[Saved data entries]
========================================

//! wirelink server daemon.
//!
//! # Architecture Overview
//!
//! ```text
//!                         ┌──────────────────────────────────────────────┐
//!                         │                  SERVER                      │
//!                         │                                              │
//!   TCP peer              │  ┌──────────┐   ┌───────────┐   ┌─────────┐  │
//!   ──────────────────────┼─▶│ listener │──▶│ admission │──▶│ session │  │
//!                         │  │          │   │ blacklist │   │handshake│  │
//!                         │  └──────────┘   │ capacity  │   │  + TLS  │  │
//!                         │                 └───────────┘   └────┬────┘  │
//!                         │                                      │       │
//!                         │                                      ▼       │
//!   lines ◀───────────────┼──────────────────────────────── receive loop │
//!                         │                                      │       │
//!                         │                                 events ──────┼──▶ subscribers
//!                         │                                              │
//!                         │  config watcher ──▶ blacklist swap           │
//!                         │  signals ──▶ stop (notice, drain)            │
//!                         └──────────────────────────────────────────────┘
//! ```

use std::path::PathBuf;
use std::time::Duration;

use clap::Parser;
use tokio::sync::broadcast;

use wirelink::config::watcher::ConfigWatcher;
use wirelink::config::{load_config, WirelinkConfig};
use wirelink::lifecycle::shutdown::stop_within;
use wirelink::lifecycle::signals::wait_for_signal;
use wirelink::lifecycle::startup::build_server;
use wirelink::lifecycle::Shutdown;
use wirelink::observability::{logging, metrics};
use wirelink::{Blacklist, Event, ServerEngine};

#[derive(Parser)]
#[command(name = "wirelink")]
#[command(about = "Line-oriented TCP session server", long_about = None)]
struct Cli {
    /// TOML configuration file. Reloaded on change (blacklist only).
    #[arg(short, long)]
    config: Option<PathBuf>,

    /// Override `server.bind_address`.
    #[arg(short, long)]
    bind: Option<String>,

    /// Echo every received line back to its sender.
    #[arg(long)]
    echo: bool,
}

#[tokio::main]
async fn main() -> Result<(), Box<dyn std::error::Error>> {
    let cli = Cli::parse();

    let mut config = match &cli.config {
        Some(path) => load_config(path)?,
        None => WirelinkConfig::default(),
    };
    if let Some(bind) = &cli.bind {
        config.server.bind_address = bind.clone();
    }

    logging::init_logging(&config.observability)?;
    tracing::info!(version = env!("CARGO_PKG_VERSION"), "wirelink starting");

    tracing::info!(
        bind_address = %config.server.bind_address,
        max_connections = config.server.max_connections,
        tls = config.tls.enabled,
        ignore_handshake = config.server.ignore_handshake,
        "Configuration loaded"
    );

    if config.observability.metrics_enabled {
        match config.observability.metrics_address.parse() {
            Ok(addr) => {
                if let Err(e) = metrics::init_metrics(addr) {
                    tracing::error!(error = %e, "Failed to start metrics exporter");
                }
            }
            Err(_) => tracing::error!(
                metrics_address = %config.observability.metrics_address,
                "Failed to parse metrics address"
            ),
        }
    }

    let server = build_server(&config)?;
    let shutdown = Shutdown::new();

    tokio::spawn(log_events(server.subscribe(), shutdown.subscribe(), cli.echo));

    let _watcher = match &cli.config {
        Some(path) => {
            let (watcher, updates) = ConfigWatcher::new(path);
            match watcher.run() {
                Ok(watcher) => {
                    tokio::spawn(apply_reloads(server.clone(), updates, shutdown.subscribe()));
                    Some(watcher)
                }
                Err(e) => {
                    tracing::warn!(error = %e, "Config watcher unavailable, hot reload disabled");
                    None
                }
            }
        }
        None => None,
    };

    server.start().await?;

    wait_for_signal().await;
    shutdown.trigger();
    stop_within(&server, config.server.drain_timeout() + Duration::from_secs(5)).await;

    tracing::info!("Shutdown complete");
    Ok(())
}

async fn log_events(mut events: broadcast::Receiver<Event>, mut shutdown: broadcast::Receiver<()>, echo: bool) {
    loop {
        let event = tokio::select! {
            _ = shutdown.recv() => break,
            event = events.recv() => event,
        };
        match event {
            Ok(Event::DataReceived { session, payload }) => {
                tracing::debug!(connection_id = %session.id(), payload = %payload, "Line received");
                if echo {
                    session.send_detached(payload);
                }
            }
            Ok(Event::ConnectionException { session, error }) => {
                tracing::warn!(connection_id = ?session.map(|s| s.id()), error = %error, "Connection exception");
            }
            Ok(event) => tracing::trace!(event = event.name(), "Event"),
            Err(broadcast::error::RecvError::Lagged(missed)) => {
                tracing::warn!(missed, "Event log lagged");
            }
            Err(broadcast::error::RecvError::Closed) => break,
        }
    }
}

async fn apply_reloads(
    server: ServerEngine,
    mut updates: tokio::sync::mpsc::UnboundedReceiver<WirelinkConfig>,
    mut shutdown: broadcast::Receiver<()>,
) {
    loop {
        let config = tokio::select! {
            _ = shutdown.recv() => break,
            config = updates.recv() => match config {
                Some(config) => config,
                None => break,
            },
        };
        match Blacklist::from_entries(&config.server.blacklist) {
            Ok(blacklist) => server.update_blacklist(blacklist),
            Err(e) => tracing::warn!(error = %e, "Ignoring reloaded blacklist"),
        }
    }
}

========================================

EXERCISE DIRECTIONS
An exact copy of all the entries above is what is needed.

WORKED SOLUTION
//! wirelink server daemon.
//!
//! # Architecture Overview
//!
//! ```text
//!                         ┌──────────────────────────────────────────────┐
//!                         │                  SERVER                      │
//!                         │                                              │
//!   TCP peer              │  ┌──────────┐   ┌───────────┐   ┌─────────┐  │
//!   ──────────────────────┼─▶│ listener │──▶│ admission │──▶│ session │  │
//!                         │  │          │   │ blacklist │   │handshake│  │
//!                         │  └──────────┘   │ capacity  │   │  + TLS  │  │
//!                         │                 └───────────┘   └────┬────┘  │
//!                         │                                      │       │
//!                         │                                      ▼       │
//!   lines ◀───────────────┼──────────────────────────────── receive loop │
//!                         │                                      │       │
//!                         │                                 events ──────┼──▶ subscribers
//!                         │                                              │
//!                         │  config watcher ──▶ blacklist swap           │
//!                         │  signals ──▶ stop (notice, drain)            │
//!                         └──────────────────────────────────────────────┘
//! ```

use std::path::PathBuf;
use std::time::Duration;

use clap::Parser;
use tokio::sync::broadcast;

use wirelink::config::watcher::ConfigWatcher;
use wirelink::config::{load_config, WirelinkConfig};
use wirelink::lifecycle::shutdown::stop_within;
use wirelink::lifecycle::signals::wait_for_signal;
use wirelink::lifecycle::startup::build_server;
use wirelink::lifecycle::Shutdown;
use wirelink::observability::{logging, metrics};
use wirelink::{Blacklist, Event, ServerEngine};

#[derive(Parser)]
#[command(name = "wirelink")]
#[command(about = "Line-oriented TCP session server", long_about = None)]
struct Cli {
    /// TOML configuration file. Reloaded on change (blacklist only).
    #[arg(short, long)]
    config: Option<PathBuf>,

    /// Override `server.bind_address`.
    #[arg(short, long)]
    bind: Option<String>,

    /// Echo every received line back to its sender.
    #[arg(long)]
    echo: bool,
}

#[tokio::main]
async fn main() -> Result<(), Box<dyn std::error::Error>> {
    let cli = Cli::parse();

    let mut config = match &cli.config {
        Some(path) => load_config(path)?,
        None => WirelinkConfig::default(),
    };
    if let Some(bind) = &cli.bind {
        config.server.bind_address = bind.clone();
    }

    logging::init_logging(&config.observability)?;
    tracing::info!(version = env!("CARGO_PKG_VERSION"), "wirelink starting");

    tracing::info!(
        bind_address = %config.server.bind_address,
        max_connections = config.server.max_connections,
        tls = config.tls.enabled,
        ignore_handshake = config.server.ignore_handshake,
        "Configuration loaded"
    );

    if config.observability.metrics_enabled {
        match config.observability.metrics_address.parse() {
            Ok(addr) => {
                if let Err(e) = metrics::init_metrics(addr) {
                    tracing::error!(error = %e, "Failed to start metrics exporter");
                }
            }
            Err(_) => tracing::error!(
                metrics_address = %config.observability.metrics_address,
                "Failed to parse metrics address"
            ),
        }
    }

    let server = build_server(&config)?;
    let shutdown = Shutdown::new();

    tokio::spawn(log_events(server.subscribe(), shutdown.subscribe(), cli.echo));

    let _watcher = match &cli.config {
        Some(path) => {
            let (watcher, updates) = ConfigWatcher::new(path);
            match watcher.run() {
                Ok(watcher) => {
                    tokio::spawn(apply_reloads(server.clone(), updates, shutdown.subscribe()));
                    Some(watcher)
                }
                Err(e) => {
                    tracing::warn!(error = %e, "Config watcher unavailable, hot reload disabled");
                    None
                }
            }
        }
        None => None,
    };

    server.start().await?;

    wait_for_signal().await;
    shutdown.trigger();
    stop_within(&server, config.server.drain_timeout() + Duration::from_secs(5)).await;

    tracing::info!("Shutdown complete");
    Ok(())
}

async fn log_events(mut events: broadcast::Receiver<Event>, mut shutdown: broadcast::Receiver<()>, echo: bool) {
    loop {
        let event = tokio::select! {
            _ = shutdown.recv() => break,
            event = events.recv() => event,
        };
        match event {
            Ok(Event::DataReceived { session, payload }) => {
                tracing::debug!(connection_id = %session.id(), payload = %payload, "Line received");
                if echo {
                    session.send_detached(payload);
                }
            }
            Ok(Event::ConnectionException { session, error }) => {
                tracing::warn!(connection_id = ?session.map(|s| s.id()), error = %error, "Connection exception");
            }
            Ok(event) => tracing::trace!(event = event.name(), "Event"),
            Err(broadcast::error::RecvError::Lagged(missed)) => {
                tracing::warn!(missed, "Event log lagged");
            }
            Err(broadcast::error::RecvError::Closed) => break,
        }
    }
}

async fn apply_reloads(
    server: ServerEngine,
    mut updates: tokio::sync::mpsc::UnboundedReceiver<WirelinkConfig>,
    mut shutdown: broadcast::Receiver<()>,
) {
    loop {
        let config = tokio::select! {
            _ = shutdown.recv() => break,
            config = updates.recv() => match config {
                Some(config) => config,
                None => break,
            },
        };
        match Blacklist::from_entries(&config.server.blacklist) {
            Ok(blacklist) => server.update_blacklist(blacklist),
            Err(e) => tracing::warn!(error = %e, "Ignoring reloaded blacklist"),
        }
    }
}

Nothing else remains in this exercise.